Exercise brief — Whenever a line in the records below holds the string "await", copy it out.

○ ○ ○ ○ ○

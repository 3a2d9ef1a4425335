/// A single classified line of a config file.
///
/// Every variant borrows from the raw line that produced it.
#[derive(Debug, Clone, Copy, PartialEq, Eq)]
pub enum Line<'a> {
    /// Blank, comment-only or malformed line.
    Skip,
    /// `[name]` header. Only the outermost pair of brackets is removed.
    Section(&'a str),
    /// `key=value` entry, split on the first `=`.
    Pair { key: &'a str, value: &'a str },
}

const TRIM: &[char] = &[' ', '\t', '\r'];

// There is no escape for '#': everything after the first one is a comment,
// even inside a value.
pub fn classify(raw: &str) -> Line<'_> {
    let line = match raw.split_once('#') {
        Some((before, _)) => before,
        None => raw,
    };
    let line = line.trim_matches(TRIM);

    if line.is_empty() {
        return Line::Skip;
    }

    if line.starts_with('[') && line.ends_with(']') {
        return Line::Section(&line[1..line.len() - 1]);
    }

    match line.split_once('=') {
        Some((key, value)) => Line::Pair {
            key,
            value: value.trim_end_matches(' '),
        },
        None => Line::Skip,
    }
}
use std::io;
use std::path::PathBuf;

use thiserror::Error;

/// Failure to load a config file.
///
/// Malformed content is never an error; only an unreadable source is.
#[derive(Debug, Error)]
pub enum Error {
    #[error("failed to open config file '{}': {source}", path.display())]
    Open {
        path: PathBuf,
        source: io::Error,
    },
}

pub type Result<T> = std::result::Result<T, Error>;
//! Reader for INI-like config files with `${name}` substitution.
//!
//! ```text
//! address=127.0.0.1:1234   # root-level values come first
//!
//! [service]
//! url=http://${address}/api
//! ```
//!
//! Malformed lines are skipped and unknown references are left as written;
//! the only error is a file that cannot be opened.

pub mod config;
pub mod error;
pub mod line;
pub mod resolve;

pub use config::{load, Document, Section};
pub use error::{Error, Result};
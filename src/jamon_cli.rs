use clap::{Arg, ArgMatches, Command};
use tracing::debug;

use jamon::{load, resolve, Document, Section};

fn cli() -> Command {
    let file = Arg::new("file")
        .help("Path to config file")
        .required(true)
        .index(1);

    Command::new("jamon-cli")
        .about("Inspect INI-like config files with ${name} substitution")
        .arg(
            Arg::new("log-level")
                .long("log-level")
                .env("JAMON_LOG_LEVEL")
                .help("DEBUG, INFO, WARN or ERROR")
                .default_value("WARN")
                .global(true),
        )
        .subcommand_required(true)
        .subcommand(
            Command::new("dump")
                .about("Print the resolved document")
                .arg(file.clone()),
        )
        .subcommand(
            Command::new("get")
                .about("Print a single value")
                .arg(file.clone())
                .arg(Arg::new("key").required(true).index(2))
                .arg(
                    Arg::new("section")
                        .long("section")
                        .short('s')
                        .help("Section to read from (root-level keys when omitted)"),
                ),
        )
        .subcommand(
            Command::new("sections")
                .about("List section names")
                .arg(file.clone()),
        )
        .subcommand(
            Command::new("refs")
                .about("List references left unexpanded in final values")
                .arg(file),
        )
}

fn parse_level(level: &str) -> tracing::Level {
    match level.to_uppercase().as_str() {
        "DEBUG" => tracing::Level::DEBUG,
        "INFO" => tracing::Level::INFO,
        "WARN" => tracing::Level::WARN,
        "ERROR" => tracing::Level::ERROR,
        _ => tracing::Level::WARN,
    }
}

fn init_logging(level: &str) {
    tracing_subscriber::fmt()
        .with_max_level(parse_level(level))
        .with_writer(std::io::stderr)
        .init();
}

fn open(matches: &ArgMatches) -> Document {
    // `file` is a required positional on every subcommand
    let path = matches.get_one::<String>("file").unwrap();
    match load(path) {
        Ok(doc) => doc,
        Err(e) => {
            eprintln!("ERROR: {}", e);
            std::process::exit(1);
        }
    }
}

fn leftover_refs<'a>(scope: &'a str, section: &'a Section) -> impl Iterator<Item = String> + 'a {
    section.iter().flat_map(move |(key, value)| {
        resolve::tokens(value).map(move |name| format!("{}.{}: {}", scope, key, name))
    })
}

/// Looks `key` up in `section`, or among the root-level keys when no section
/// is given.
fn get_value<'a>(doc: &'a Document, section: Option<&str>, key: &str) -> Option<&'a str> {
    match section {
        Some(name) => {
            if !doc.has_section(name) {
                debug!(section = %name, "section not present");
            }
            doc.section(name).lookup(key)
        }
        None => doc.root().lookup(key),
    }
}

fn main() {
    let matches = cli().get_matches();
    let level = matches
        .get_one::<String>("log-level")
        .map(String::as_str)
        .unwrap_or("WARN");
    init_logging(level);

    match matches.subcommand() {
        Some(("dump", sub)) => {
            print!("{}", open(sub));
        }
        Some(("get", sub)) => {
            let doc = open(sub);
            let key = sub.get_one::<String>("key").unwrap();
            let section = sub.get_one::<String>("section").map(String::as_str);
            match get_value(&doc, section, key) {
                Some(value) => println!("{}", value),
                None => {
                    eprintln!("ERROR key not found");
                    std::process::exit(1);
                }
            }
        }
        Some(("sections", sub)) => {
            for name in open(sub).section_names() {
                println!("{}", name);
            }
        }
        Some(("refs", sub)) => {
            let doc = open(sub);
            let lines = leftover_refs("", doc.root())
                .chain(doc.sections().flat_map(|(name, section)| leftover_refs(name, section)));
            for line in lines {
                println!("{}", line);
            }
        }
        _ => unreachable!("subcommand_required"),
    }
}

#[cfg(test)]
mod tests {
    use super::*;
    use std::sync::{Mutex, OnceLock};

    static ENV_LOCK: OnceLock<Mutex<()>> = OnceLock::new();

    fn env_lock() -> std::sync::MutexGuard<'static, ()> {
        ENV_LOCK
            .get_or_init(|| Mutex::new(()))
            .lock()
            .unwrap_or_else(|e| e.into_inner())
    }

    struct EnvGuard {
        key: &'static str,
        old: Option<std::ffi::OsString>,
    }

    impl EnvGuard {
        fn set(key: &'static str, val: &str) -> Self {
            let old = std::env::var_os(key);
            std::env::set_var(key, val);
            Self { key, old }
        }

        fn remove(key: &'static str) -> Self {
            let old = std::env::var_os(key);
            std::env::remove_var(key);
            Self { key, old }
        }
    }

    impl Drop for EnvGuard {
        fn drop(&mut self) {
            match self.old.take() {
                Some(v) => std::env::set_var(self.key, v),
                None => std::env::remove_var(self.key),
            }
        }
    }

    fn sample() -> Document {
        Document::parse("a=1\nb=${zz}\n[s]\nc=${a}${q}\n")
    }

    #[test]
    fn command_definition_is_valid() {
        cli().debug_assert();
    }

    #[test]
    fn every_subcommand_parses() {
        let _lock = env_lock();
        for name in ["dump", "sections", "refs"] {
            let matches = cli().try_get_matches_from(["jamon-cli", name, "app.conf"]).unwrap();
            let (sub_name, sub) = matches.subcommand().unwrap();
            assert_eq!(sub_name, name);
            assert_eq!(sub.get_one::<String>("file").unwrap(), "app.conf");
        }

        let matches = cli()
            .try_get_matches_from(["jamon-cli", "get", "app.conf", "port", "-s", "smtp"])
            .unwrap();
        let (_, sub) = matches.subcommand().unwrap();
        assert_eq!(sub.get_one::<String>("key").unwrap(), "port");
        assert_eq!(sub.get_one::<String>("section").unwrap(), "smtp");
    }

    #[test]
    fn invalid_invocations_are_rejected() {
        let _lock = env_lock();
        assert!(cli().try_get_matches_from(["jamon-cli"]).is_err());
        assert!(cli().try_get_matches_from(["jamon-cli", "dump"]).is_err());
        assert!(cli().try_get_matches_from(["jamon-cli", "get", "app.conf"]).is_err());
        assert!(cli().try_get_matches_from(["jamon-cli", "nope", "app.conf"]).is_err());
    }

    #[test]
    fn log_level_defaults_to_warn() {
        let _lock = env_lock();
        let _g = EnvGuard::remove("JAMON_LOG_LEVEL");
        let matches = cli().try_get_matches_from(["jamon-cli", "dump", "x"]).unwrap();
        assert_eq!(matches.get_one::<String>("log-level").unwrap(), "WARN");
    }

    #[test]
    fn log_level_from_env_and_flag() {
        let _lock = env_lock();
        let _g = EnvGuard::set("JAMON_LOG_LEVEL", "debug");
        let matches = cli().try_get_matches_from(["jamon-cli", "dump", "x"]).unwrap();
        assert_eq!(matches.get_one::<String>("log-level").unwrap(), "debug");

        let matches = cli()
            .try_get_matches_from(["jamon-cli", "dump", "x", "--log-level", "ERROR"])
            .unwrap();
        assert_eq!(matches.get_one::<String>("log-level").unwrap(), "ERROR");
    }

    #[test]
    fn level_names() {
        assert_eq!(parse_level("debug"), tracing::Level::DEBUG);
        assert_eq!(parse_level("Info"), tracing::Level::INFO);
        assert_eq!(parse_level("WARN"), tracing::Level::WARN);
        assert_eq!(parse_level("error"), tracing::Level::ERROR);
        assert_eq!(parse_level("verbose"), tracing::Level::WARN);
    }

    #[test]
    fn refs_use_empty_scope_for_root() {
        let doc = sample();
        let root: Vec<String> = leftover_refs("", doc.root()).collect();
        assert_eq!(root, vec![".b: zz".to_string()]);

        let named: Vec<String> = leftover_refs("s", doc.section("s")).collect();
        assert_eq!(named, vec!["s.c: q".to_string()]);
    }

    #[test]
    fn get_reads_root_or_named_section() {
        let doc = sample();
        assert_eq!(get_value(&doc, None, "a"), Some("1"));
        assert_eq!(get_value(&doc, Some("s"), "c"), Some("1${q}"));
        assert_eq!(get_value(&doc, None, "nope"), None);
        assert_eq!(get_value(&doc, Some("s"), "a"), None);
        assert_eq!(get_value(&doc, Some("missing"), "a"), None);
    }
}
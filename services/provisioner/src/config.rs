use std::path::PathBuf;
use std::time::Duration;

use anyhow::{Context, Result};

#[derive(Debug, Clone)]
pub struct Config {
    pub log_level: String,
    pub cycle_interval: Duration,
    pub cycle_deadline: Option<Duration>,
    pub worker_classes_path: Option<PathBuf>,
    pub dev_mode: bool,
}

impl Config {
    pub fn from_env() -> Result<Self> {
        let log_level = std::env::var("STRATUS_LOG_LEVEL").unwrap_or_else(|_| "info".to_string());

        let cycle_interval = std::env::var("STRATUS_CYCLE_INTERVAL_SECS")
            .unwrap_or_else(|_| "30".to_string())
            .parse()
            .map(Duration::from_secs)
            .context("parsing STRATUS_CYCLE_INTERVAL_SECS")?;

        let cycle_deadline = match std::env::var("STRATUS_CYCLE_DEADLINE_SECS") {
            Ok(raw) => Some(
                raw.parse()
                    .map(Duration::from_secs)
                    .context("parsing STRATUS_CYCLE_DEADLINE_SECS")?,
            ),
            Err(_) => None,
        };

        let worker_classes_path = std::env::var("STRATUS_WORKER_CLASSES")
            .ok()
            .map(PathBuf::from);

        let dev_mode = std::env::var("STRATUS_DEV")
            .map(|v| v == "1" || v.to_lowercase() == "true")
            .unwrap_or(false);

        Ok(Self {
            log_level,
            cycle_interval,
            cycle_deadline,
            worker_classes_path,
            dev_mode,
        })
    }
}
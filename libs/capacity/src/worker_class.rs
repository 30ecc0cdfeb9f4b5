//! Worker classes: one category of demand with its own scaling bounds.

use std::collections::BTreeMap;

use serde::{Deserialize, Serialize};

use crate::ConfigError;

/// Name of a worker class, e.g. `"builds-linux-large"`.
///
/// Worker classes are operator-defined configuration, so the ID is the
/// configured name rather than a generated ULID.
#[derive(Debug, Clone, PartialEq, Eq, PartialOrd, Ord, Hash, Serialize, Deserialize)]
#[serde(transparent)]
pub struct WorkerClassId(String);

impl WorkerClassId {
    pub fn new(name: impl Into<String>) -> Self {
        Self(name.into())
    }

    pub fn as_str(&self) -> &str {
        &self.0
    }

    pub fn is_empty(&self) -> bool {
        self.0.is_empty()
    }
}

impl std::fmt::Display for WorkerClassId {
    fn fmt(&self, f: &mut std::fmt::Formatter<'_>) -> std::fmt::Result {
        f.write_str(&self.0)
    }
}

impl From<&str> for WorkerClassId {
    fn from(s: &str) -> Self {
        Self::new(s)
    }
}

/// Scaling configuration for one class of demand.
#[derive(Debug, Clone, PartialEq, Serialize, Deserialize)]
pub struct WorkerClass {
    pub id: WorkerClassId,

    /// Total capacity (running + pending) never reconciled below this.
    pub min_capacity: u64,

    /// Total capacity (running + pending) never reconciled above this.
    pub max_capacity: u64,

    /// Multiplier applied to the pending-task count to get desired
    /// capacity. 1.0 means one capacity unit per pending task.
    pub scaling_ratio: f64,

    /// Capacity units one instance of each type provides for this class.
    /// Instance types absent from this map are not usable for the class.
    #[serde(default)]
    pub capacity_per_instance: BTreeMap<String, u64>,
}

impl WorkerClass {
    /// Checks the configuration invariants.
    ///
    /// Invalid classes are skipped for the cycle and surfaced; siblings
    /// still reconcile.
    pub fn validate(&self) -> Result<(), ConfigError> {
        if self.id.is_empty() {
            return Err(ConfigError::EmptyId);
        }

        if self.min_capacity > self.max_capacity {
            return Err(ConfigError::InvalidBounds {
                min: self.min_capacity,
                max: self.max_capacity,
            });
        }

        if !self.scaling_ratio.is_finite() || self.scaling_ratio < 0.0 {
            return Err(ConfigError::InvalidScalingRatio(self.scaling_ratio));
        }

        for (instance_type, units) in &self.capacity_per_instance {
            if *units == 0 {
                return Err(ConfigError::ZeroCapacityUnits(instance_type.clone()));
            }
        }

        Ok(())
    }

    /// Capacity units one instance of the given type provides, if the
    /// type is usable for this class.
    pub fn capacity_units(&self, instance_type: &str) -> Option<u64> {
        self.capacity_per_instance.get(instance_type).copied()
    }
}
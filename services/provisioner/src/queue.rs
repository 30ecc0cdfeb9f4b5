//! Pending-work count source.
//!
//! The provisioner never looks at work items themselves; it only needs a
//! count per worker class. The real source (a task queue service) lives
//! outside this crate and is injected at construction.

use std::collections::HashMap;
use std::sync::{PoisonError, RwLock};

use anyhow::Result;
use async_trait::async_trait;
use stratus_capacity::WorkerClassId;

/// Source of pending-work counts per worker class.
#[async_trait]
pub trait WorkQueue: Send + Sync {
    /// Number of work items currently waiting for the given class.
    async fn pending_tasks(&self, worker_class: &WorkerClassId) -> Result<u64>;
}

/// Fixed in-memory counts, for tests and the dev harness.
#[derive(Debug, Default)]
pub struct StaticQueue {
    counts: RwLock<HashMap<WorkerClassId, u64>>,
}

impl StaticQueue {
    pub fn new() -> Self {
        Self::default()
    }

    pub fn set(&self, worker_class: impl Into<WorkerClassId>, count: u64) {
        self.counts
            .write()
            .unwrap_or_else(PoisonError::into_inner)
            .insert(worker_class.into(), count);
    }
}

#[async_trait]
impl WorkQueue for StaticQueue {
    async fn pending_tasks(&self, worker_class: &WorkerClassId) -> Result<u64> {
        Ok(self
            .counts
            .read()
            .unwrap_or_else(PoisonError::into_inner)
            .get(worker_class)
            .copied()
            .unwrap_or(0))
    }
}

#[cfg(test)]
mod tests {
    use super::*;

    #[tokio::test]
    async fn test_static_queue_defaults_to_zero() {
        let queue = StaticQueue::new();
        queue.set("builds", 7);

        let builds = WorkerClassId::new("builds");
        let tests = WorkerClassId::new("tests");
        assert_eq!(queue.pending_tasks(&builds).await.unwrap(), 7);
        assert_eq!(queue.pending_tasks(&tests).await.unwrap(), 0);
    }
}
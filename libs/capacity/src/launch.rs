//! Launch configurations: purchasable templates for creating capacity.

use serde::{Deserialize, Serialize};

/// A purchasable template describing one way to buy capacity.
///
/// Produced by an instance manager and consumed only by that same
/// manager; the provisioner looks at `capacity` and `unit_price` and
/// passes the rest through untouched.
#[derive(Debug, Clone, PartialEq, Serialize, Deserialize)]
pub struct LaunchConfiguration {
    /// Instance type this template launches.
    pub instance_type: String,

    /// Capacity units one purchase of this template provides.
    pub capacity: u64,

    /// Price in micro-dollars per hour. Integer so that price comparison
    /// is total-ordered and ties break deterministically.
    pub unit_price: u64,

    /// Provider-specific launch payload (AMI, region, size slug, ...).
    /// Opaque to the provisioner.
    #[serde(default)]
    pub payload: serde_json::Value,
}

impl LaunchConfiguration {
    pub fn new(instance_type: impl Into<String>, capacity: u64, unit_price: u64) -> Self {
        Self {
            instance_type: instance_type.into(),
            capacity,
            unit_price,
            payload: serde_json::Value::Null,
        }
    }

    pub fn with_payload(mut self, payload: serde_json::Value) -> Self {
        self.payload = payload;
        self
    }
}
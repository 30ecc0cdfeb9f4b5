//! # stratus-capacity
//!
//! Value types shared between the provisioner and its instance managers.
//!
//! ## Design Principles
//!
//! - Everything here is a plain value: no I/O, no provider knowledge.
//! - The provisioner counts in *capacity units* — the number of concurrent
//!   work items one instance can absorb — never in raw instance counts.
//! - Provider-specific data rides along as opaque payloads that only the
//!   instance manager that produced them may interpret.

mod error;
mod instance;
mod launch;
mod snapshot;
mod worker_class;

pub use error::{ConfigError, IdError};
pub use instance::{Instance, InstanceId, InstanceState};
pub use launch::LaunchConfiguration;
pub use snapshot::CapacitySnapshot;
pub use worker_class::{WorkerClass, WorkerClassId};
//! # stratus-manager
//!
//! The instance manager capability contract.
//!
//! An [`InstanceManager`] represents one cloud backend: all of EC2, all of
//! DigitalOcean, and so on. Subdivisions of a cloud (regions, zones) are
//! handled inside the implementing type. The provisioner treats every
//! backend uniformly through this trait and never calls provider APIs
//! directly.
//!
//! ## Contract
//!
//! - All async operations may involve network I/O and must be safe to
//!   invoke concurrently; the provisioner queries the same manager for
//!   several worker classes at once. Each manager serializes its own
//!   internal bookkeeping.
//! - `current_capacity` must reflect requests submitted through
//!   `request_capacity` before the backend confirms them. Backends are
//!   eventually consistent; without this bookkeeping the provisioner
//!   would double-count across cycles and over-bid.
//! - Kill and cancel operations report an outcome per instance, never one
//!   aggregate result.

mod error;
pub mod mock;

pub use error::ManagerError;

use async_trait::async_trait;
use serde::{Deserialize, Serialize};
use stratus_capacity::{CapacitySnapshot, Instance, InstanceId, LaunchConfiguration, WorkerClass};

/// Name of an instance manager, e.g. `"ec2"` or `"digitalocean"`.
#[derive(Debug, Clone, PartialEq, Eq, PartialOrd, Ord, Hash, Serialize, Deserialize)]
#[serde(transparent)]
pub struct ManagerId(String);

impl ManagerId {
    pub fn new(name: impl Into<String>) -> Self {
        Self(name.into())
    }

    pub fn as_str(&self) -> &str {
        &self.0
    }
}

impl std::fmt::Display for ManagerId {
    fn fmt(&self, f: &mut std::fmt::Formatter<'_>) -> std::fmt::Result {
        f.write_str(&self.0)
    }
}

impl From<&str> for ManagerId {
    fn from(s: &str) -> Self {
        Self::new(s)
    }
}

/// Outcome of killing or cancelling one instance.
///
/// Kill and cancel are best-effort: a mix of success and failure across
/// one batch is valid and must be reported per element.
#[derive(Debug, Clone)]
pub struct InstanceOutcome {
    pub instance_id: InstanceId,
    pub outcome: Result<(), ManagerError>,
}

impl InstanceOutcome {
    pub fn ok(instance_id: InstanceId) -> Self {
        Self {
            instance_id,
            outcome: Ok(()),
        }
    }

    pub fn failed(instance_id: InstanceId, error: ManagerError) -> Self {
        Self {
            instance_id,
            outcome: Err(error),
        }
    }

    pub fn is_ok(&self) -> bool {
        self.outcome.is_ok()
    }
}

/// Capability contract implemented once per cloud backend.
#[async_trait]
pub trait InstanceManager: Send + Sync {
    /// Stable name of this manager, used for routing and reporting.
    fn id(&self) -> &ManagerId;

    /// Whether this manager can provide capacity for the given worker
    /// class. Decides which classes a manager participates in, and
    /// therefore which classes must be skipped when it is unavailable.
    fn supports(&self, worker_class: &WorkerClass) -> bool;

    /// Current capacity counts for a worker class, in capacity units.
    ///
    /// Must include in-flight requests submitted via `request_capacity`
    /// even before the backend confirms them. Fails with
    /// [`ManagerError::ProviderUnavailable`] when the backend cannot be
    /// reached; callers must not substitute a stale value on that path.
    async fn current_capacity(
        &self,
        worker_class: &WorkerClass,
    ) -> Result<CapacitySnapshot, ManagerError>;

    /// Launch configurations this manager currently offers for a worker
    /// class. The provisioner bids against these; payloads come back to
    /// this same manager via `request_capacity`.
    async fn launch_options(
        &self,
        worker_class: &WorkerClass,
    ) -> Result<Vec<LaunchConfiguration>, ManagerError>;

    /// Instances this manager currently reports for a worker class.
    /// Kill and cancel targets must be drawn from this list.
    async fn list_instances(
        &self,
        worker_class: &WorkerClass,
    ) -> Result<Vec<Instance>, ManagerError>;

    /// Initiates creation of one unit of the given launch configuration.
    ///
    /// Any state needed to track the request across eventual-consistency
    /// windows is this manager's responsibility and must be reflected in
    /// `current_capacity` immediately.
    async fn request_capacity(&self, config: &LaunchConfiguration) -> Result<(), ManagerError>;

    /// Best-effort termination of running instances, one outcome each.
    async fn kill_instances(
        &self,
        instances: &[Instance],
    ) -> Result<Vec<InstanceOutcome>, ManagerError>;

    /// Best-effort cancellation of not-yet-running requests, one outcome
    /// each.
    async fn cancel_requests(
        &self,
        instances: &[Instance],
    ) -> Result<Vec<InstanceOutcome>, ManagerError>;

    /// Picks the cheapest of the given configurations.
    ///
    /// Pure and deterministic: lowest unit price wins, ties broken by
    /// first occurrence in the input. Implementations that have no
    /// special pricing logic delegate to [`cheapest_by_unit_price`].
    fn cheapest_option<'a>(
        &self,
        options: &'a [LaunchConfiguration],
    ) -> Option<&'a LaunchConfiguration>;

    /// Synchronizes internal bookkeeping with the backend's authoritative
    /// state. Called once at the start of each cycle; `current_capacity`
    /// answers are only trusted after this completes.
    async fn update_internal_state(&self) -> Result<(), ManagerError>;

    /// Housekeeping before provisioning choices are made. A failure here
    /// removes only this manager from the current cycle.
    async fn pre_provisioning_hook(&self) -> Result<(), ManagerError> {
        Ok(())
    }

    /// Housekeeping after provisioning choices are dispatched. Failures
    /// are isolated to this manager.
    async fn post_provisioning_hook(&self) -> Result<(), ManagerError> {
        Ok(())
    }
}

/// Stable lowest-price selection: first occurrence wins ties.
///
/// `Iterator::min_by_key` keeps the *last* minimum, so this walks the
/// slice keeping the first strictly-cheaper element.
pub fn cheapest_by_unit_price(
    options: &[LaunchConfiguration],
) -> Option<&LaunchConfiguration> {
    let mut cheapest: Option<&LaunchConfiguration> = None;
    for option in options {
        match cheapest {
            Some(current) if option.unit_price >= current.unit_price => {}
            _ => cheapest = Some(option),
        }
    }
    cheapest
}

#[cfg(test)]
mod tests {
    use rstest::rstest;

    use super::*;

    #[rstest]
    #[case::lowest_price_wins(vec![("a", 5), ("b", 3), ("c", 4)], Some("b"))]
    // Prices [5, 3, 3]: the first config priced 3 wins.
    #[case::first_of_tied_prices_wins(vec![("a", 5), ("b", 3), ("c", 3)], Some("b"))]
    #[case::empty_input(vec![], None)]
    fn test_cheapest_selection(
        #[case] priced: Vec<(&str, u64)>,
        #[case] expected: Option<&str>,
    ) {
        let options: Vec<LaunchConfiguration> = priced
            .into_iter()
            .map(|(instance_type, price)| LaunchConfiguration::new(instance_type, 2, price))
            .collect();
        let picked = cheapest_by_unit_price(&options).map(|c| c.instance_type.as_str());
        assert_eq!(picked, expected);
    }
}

○ ○ ○ ○ ○

Task response —
        assert_eq!(queue.pending_tasks(&builds).await.unwrap(), 7);
        assert_eq!(queue.pending_tasks(&tests).await.unwrap(), 0);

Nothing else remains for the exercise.